▶ [Task prompt] Start at the line with "the Anthropic Messages API" in the records below, stop at the line with "let http = reqwest::Client::builder()", and return every line in that span exactly, the two end lines included.

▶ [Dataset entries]
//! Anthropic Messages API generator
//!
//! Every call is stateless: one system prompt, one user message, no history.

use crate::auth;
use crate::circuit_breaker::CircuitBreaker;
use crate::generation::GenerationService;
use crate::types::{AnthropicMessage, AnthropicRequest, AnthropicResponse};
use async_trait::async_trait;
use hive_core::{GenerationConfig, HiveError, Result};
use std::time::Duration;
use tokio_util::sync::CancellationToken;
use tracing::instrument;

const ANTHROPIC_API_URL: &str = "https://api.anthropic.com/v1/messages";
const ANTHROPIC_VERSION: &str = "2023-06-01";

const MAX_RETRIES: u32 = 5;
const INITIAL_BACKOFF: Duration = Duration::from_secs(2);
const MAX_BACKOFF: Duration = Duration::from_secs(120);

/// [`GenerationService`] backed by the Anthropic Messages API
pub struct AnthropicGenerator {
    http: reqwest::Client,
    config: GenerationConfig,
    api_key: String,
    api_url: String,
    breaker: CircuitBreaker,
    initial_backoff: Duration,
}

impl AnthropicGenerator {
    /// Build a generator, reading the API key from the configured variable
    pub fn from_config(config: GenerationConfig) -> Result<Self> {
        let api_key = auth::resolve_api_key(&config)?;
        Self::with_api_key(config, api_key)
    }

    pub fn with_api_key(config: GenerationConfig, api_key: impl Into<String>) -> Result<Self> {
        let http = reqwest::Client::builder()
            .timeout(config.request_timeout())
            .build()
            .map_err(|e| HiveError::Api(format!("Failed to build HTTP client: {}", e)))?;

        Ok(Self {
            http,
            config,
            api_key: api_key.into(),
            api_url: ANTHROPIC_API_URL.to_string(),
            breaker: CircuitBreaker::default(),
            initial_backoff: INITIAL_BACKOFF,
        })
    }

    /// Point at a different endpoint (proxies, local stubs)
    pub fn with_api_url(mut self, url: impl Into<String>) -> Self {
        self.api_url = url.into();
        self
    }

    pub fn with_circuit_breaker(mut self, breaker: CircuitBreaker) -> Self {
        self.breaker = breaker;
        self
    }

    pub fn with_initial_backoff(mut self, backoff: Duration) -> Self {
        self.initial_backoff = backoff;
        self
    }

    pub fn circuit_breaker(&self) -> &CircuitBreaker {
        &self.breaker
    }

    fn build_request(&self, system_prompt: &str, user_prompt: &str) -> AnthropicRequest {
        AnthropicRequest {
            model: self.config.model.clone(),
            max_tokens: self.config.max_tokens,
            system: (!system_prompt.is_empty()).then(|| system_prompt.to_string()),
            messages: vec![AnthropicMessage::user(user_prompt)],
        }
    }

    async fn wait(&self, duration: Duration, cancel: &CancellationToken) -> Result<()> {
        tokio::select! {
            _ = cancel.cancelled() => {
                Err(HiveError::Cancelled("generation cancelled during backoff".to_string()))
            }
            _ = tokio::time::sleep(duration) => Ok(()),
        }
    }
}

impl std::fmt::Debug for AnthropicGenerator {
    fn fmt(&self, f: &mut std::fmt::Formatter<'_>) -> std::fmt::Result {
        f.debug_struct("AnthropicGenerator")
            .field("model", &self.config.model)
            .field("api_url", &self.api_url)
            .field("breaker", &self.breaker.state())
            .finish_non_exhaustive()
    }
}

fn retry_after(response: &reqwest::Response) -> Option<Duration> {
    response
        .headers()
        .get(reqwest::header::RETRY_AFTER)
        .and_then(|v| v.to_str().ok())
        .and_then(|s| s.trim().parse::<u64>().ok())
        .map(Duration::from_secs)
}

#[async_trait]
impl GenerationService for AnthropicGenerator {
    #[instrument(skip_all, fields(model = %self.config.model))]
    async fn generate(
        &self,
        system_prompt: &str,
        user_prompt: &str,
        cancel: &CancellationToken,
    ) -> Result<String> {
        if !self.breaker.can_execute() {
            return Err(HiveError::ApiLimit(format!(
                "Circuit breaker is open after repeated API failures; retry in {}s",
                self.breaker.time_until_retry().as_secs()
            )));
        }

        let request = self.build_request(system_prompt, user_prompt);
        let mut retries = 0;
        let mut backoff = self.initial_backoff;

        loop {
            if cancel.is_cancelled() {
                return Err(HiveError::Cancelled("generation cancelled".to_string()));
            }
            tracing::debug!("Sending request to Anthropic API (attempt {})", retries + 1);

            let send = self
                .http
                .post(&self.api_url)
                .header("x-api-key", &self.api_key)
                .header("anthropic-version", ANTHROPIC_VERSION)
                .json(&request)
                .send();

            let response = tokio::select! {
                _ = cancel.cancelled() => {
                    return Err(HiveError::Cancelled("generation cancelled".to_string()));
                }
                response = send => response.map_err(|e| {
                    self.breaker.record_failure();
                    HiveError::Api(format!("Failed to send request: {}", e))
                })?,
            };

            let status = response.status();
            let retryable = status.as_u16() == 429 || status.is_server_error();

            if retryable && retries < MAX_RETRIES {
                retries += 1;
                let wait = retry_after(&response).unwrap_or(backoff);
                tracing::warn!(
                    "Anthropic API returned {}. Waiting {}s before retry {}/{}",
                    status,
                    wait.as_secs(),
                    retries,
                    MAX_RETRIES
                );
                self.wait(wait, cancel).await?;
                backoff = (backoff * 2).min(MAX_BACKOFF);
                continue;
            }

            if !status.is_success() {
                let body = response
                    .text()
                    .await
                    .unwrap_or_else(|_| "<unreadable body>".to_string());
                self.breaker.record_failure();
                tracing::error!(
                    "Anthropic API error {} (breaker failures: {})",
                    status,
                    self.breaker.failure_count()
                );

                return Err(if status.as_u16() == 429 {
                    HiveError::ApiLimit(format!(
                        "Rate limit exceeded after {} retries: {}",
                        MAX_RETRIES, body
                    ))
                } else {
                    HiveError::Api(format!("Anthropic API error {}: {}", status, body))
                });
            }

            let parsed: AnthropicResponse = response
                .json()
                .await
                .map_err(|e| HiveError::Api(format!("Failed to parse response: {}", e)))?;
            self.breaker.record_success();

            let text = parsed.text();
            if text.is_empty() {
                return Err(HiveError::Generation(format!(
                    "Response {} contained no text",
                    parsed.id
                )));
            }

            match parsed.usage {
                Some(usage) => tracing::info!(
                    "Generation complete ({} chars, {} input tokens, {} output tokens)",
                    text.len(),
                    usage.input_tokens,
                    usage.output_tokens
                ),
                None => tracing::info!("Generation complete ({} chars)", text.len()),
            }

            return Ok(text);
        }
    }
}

--

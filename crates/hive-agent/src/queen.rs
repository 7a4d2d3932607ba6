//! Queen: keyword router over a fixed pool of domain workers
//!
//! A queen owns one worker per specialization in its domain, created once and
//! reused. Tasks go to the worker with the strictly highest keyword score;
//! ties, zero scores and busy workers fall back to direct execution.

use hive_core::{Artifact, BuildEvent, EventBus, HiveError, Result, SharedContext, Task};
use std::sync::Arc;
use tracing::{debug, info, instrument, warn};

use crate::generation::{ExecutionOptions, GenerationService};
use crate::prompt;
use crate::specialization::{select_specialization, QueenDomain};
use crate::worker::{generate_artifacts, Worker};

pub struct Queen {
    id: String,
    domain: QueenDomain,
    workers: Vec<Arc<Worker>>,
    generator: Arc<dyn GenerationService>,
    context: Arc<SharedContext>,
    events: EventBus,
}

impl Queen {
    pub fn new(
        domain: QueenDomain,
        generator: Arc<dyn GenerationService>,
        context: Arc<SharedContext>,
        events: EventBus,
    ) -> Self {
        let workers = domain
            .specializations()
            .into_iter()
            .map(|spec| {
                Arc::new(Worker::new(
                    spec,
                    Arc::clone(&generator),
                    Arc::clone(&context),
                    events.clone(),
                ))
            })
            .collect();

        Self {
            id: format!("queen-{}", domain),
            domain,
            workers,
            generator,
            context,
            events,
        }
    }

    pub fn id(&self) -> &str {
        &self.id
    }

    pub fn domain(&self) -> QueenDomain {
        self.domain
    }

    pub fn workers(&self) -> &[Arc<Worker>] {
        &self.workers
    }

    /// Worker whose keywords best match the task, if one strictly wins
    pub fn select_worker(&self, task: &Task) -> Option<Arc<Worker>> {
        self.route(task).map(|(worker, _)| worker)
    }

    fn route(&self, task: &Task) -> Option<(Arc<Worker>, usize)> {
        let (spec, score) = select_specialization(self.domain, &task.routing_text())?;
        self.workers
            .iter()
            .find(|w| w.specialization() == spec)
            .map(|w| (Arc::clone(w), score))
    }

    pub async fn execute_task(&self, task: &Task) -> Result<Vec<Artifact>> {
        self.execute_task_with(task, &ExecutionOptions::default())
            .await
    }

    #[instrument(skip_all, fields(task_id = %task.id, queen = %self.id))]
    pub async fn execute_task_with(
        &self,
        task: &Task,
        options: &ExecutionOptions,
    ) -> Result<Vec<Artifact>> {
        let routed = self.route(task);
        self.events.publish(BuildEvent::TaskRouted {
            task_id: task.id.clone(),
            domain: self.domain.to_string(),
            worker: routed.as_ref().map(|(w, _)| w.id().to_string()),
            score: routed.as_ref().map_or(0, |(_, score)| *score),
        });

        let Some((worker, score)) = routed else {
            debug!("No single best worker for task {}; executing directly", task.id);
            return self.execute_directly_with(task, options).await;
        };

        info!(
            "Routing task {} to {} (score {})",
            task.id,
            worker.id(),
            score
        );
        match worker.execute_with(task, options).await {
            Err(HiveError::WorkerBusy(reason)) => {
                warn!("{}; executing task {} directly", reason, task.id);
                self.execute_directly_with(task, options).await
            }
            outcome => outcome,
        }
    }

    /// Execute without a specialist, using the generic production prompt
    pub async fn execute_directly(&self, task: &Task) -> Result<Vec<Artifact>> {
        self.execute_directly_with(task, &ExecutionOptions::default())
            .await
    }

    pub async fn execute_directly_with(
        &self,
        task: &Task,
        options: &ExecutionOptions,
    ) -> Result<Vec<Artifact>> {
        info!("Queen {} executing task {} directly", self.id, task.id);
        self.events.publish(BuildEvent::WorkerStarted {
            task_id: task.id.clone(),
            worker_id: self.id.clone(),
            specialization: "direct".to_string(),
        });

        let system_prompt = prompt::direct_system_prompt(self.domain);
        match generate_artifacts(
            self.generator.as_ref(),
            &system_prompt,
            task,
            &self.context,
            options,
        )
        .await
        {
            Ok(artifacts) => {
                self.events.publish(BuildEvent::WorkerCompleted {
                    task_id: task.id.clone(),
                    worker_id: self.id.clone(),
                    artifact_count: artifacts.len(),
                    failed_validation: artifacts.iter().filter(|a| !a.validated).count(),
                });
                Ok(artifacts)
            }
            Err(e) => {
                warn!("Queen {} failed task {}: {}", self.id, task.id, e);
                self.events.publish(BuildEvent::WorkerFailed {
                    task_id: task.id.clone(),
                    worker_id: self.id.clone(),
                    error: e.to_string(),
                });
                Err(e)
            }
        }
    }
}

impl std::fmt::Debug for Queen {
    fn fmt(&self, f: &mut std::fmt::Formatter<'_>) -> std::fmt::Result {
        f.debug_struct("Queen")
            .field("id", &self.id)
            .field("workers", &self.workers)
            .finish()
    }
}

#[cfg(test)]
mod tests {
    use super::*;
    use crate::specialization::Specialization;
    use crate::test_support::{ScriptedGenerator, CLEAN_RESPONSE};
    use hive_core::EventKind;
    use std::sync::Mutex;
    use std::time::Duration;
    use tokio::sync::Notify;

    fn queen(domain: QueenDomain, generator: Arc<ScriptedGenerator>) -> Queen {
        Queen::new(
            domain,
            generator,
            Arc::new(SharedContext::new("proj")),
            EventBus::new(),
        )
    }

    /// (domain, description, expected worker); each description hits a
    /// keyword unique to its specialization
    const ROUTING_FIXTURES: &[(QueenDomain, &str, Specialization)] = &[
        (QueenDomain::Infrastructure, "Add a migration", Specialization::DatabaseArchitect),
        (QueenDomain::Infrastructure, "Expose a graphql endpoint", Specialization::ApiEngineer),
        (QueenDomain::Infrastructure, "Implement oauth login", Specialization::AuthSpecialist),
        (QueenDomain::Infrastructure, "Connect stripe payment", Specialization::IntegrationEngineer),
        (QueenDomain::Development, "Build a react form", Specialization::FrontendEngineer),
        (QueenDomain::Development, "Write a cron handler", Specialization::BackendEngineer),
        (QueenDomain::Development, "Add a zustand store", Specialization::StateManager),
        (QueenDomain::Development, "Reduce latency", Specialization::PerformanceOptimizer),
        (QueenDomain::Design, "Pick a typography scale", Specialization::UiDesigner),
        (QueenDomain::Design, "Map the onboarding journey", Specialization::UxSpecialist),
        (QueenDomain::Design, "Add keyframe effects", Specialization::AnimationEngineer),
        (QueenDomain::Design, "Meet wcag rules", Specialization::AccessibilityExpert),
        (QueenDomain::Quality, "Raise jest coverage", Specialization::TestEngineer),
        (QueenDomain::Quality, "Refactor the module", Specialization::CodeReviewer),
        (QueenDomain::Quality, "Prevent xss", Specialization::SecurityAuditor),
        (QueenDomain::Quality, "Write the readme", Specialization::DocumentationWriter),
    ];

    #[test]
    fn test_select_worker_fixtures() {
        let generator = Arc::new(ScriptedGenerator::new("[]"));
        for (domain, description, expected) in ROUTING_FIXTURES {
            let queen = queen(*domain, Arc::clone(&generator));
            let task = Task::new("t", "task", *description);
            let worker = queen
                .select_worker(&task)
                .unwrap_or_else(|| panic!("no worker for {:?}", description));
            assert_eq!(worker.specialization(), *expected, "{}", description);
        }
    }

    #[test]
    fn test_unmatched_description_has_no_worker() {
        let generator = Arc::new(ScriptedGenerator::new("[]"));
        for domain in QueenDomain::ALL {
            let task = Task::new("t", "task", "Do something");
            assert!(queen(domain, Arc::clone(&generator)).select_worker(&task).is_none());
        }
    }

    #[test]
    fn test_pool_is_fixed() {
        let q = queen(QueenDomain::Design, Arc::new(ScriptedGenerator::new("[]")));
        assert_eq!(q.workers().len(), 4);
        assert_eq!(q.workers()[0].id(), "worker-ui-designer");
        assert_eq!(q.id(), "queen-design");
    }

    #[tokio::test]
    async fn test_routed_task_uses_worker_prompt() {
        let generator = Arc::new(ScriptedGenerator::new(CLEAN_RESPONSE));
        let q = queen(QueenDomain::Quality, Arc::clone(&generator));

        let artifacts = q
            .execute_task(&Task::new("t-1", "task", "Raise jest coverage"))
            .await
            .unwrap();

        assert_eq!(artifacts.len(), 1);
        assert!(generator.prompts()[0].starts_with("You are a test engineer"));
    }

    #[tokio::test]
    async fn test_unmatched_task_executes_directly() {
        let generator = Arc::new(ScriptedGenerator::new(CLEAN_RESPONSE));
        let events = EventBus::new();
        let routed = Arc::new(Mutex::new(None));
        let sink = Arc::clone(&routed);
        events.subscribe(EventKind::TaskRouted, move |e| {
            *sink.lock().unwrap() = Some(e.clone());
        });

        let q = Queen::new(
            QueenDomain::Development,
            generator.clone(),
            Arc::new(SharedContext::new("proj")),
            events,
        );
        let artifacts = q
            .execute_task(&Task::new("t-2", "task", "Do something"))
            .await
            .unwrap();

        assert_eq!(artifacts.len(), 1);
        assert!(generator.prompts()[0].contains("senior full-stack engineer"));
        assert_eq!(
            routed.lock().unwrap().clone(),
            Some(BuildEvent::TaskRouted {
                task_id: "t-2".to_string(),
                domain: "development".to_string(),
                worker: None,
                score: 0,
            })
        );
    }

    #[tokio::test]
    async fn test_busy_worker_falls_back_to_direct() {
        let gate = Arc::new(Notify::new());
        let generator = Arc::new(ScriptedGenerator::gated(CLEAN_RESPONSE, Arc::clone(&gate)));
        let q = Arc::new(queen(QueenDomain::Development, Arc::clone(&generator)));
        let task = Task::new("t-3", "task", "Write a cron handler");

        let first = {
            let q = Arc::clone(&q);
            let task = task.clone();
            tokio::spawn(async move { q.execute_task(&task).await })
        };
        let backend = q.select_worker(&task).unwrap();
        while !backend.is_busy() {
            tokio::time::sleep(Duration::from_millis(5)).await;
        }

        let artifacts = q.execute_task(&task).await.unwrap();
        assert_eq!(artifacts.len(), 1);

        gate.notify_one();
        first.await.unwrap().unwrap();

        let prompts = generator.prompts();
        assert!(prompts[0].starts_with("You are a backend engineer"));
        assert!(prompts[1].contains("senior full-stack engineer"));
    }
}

▶ [Written solution]
/// [`GenerationService`] backed by the Anthropic Messages API
pub struct AnthropicGenerator {
    http: reqwest::Client,
    config: GenerationConfig,
    api_key: String,
    api_url: String,
    breaker: CircuitBreaker,
    initial_backoff: Duration,
}

impl AnthropicGenerator {
    /// Build a generator, reading the API key from the configured variable
    pub fn from_config(config: GenerationConfig) -> Result<Self> {
        let api_key = auth::resolve_api_key(&config)?;
        Self::with_api_key(config, api_key)
    }

    pub fn with_api_key(config: GenerationConfig, api_key: impl Into<String>) -> Result<Self> {
        let http = reqwest::Client::builder()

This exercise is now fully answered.